#### Material for the task

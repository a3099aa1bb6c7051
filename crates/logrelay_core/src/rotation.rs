// rotation.rs: reopen output files when the external rotator asks for it
use once_cell::sync::{Lazy, OnceCell};
use std::path::PathBuf;
use std::sync::atomic::{AtomicBool, Ordering};
use std::sync::{Arc, Mutex};
use std::thread::{self, JoinHandle};
use std::time::Duration;
use tracing::{debug, error, info};

use crate::config::RelayConfig;
use crate::error::{RelayError, Result};
use crate::output::{OutputRouter, OutputTarget};

#[derive(Debug, Clone, Copy, PartialEq, Eq)]
pub enum RotationState {
    Stable,
    /// A reopen was requested and has not yet succeeded.
    Reopening,
}

pub struct RotationCoordinator {
    router: Arc<OutputRouter>,
    tracked_path: PathBuf,
    untracked_path: PathBuf,
    state: Mutex<RotationState>,
}

impl RotationCoordinator {
    /// `router` must already hold handles for these paths; starts `Stable`.
    pub fn new(router: Arc<OutputRouter>, tracked_path: PathBuf, untracked_path: PathBuf) -> Self {
        Self { router, tracked_path, untracked_path, state: Mutex::new(RotationState::Stable) }
    }

    pub fn from_config(router: Arc<OutputRouter>, cfg: &RelayConfig) -> Self {
        Self::new(router, cfg.tracked_path.clone(), cfg.untracked_path.clone())
    }

    pub fn state(&self) -> RotationState {
        self.state.lock().map(|s| *s).unwrap_or(RotationState::Reopening)
    }

    /// Open a fresh pair at the configured paths and publish it. On failure
    /// the previous handles are invalidated, so writes return errors instead
    /// of landing in files the rotator has already moved. The state stays
    /// `Reopening` until a later call succeeds.
    pub fn rotate(&self) -> Result<()> {
        let mut state = self.state.lock().map_err(|_| RelayError::LockPoisoned("rotation state"))?;
        *state = RotationState::Reopening;
        info!("Rotation requested, reopening output files");

        let fresh = match OutputTarget::open(&self.tracked_path, &self.untracked_path) {
            Ok(t) => t,
            Err(e) => {
                error!(error = %e, "Failed to reopen output files; writes fail until the next successful rotation");
                self.router.snapshot().invalidate();
                return Err(e);
            }
        };
        let previous = self.router.publish(fresh);
        previous.close();

        *state = RotationState::Stable;
        info!(
            tracked = %self.tracked_path.display(),
            untracked = %self.untracked_path.display(),
            "Output files reopened"
        );
        Ok(())
    }
}

// ---------------- Rotation requests ----------------

static SIGHUP_PENDING: Lazy<Arc<AtomicBool>> = Lazy::new(|| Arc::new(AtomicBool::new(false)));
static SIGHUP_INSTALLED: OnceCell<()> = OnceCell::new();

extern "C" fn on_sighup(_sig: libc::c_int) {
    SIGHUP_PENDING.store(true, Ordering::SeqCst);
}

/// Pending "reopen now" flag. Requests are coalesced: any number of signals
/// between two polls produce one rotation.
#[derive(Clone)]
pub struct RotationRequests {
    pending: Arc<AtomicBool>,
}

impl RotationRequests {
    /// A flag only fed by [`RotationRequests::request`].
    pub fn manual() -> Self {
        Self { pending: Arc::new(AtomicBool::new(false)) }
    }

    /// The process-wide SIGHUP flag. Installs the handler on first use.
    pub fn sighup() -> Self {
        let pending = Arc::clone(&SIGHUP_PENDING);
        SIGHUP_INSTALLED.get_or_init(|| unsafe {
            libc::signal(libc::SIGHUP, on_sighup as *const () as libc::sighandler_t);
        });
        Self { pending }
    }

    pub fn request(&self) {
        self.pending.store(true, Ordering::SeqCst);
    }

    /// Consume the pending request, if any.
    pub fn take(&self) -> bool {
        self.pending.swap(false, Ordering::AcqRel)
    }
}

pub struct RotationWatcher {
    stop: Arc<AtomicBool>,
    handle: JoinHandle<()>,
}

impl RotationWatcher {
    /// Poll `requests` every `poll` and rotate when one is pending.
    pub fn spawn(coordinator: Arc<RotationCoordinator>, requests: RotationRequests, poll: Duration) -> Result<Self> {
        let stop = Arc::new(AtomicBool::new(false));
        let stop_flag = Arc::clone(&stop);
        let handle = thread::Builder::new()
            .name("logrelay-rotation".to_string())
            .spawn(move || {
                debug!(poll_ms = poll.as_millis() as u64, "Rotation watcher started");
                while !stop_flag.load(Ordering::Relaxed) {
                    if requests.take() {
                        if let Err(e) = coordinator.rotate() {
                            error!(error = %e, "Rotation failed; will retry on next request");
                        }
                    }
                    thread::sleep(poll);
                }
                debug!("Rotation watcher stopped");
            })
            .map_err(RelayError::Spawn)?;
        Ok(Self { stop, handle })
    }

    pub fn shutdown(self) {
        self.stop.store(true, Ordering::Relaxed);
        let _ = self.handle.join();
    }
}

########

= Task to carry out =
Your reply should consist of the records, copied exactly.

= Your solution =
repository a3099aa1bb6c7051
filename crates/logrelay_core/src/rotation.rs
// rotation.rs: reopen output files when the external rotator asks for it
use once_cell::sync::{Lazy, OnceCell};
use std::path::PathBuf;
use std::sync::atomic::{AtomicBool, Ordering};
use std::sync::{Arc, Mutex};
use std::thread::{self, JoinHandle};
use std::time::Duration;
use tracing::{debug, error, info};

use crate::config::RelayConfig;
use crate::error::{RelayError, Result};
use crate::output::{OutputRouter, OutputTarget};

#[derive(Debug, Clone, Copy, PartialEq, Eq)]
pub enum RotationState {
    Stable,
    /// A reopen was requested and has not yet succeeded.
    Reopening,
}

pub struct RotationCoordinator {
    router: Arc<OutputRouter>,
    tracked_path: PathBuf,
    untracked_path: PathBuf,
    state: Mutex<RotationState>,
}

impl RotationCoordinator {
    /// `router` must already hold handles for these paths; starts `Stable`.
    pub fn new(router: Arc<OutputRouter>, tracked_path: PathBuf, untracked_path: PathBuf) -> Self {
        Self { router, tracked_path, untracked_path, state: Mutex::new(RotationState::Stable) }
    }

    pub fn from_config(router: Arc<OutputRouter>, cfg: &RelayConfig) -> Self {
        Self::new(router, cfg.tracked_path.clone(), cfg.untracked_path.clone())
    }

    pub fn state(&self) -> RotationState {
        self.state.lock().map(|s| *s).unwrap_or(RotationState::Reopening)
    }

    /// Open a fresh pair at the configured paths and publish it. On failure
    /// the previous handles are invalidated, so writes return errors instead
    /// of landing in files the rotator has already moved. The state stays
    /// `Reopening` until a later call succeeds.
    pub fn rotate(&self) -> Result<()> {
        let mut state = self.state.lock().map_err(|_| RelayError::LockPoisoned("rotation state"))?;
        *state = RotationState::Reopening;
        info!("Rotation requested, reopening output files");

        let fresh = match OutputTarget::open(&self.tracked_path, &self.untracked_path) {
            Ok(t) => t,
            Err(e) => {
                error!(error = %e, "Failed to reopen output files; writes fail until the next successful rotation");
                self.router.snapshot().invalidate();
                return Err(e);
            }
        };
        let previous = self.router.publish(fresh);
        previous.close();

        *state = RotationState::Stable;
        info!(
            tracked = %self.tracked_path.display(),
            untracked = %self.untracked_path.display(),
            "Output files reopened"
        );
        Ok(())
    }
}

// ---------------- Rotation requests ----------------

static SIGHUP_PENDING: Lazy<Arc<AtomicBool>> = Lazy::new(|| Arc::new(AtomicBool::new(false)));
static SIGHUP_INSTALLED: OnceCell<()> = OnceCell::new();

extern "C" fn on_sighup(_sig: libc::c_int) {
    SIGHUP_PENDING.store(true, Ordering::SeqCst);
}

/// Pending "reopen now" flag. Requests are coalesced: any number of signals
/// between two polls produce one rotation.
#[derive(Clone)]
pub struct RotationRequests {
    pending: Arc<AtomicBool>,
}

impl RotationRequests {
    /// A flag only fed by [`RotationRequests::request`].
    pub fn manual() -> Self {
        Self { pending: Arc::new(AtomicBool::new(false)) }
    }

    /// The process-wide SIGHUP flag. Installs the handler on first use.
    pub fn sighup() -> Self {
        let pending = Arc::clone(&SIGHUP_PENDING);
        SIGHUP_INSTALLED.get_or_init(|| unsafe {
            libc::signal(libc::SIGHUP, on_sighup as *const () as libc::sighandler_t);
        });
        Self { pending }
    }

    pub fn request(&self) {
        self.pending.store(true, Ordering::SeqCst);
    }

    /// Consume the pending request, if any.
    pub fn take(&self) -> bool {
        self.pending.swap(false, Ordering::AcqRel)
    }
}

pub struct RotationWatcher {
    stop: Arc<AtomicBool>,
    handle: JoinHandle<()>,
}

impl RotationWatcher {
    /// Poll `requests` every `poll` and rotate when one is pending.
    pub fn spawn(coordinator: Arc<RotationCoordinator>, requests: RotationRequests, poll: Duration) -> Result<Self> {
        let stop = Arc::new(AtomicBool::new(false));
        let stop_flag = Arc::clone(&stop);
        let handle = thread::Builder::new()
            .name("logrelay-rotation".to_string())
            .spawn(move || {
                debug!(poll_ms = poll.as_millis() as u64, "Rotation watcher started");
                while !stop_flag.load(Ordering::Relaxed) {
                    if requests.take() {
                        if let Err(e) = coordinator.rotate() {
                            error!(error = %e, "Rotation failed; will retry on next request");
                        }
                    }
                    thread::sleep(poll);
                }
                debug!("Rotation watcher stopped");
            })
            .map_err(RelayError::Spawn)?;
        Ok(Self { stop, handle })
    }

    pub fn shutdown(self) {
        self.stop.store(true, Ordering::Relaxed);
        let _ = self.handle.join();
    }
}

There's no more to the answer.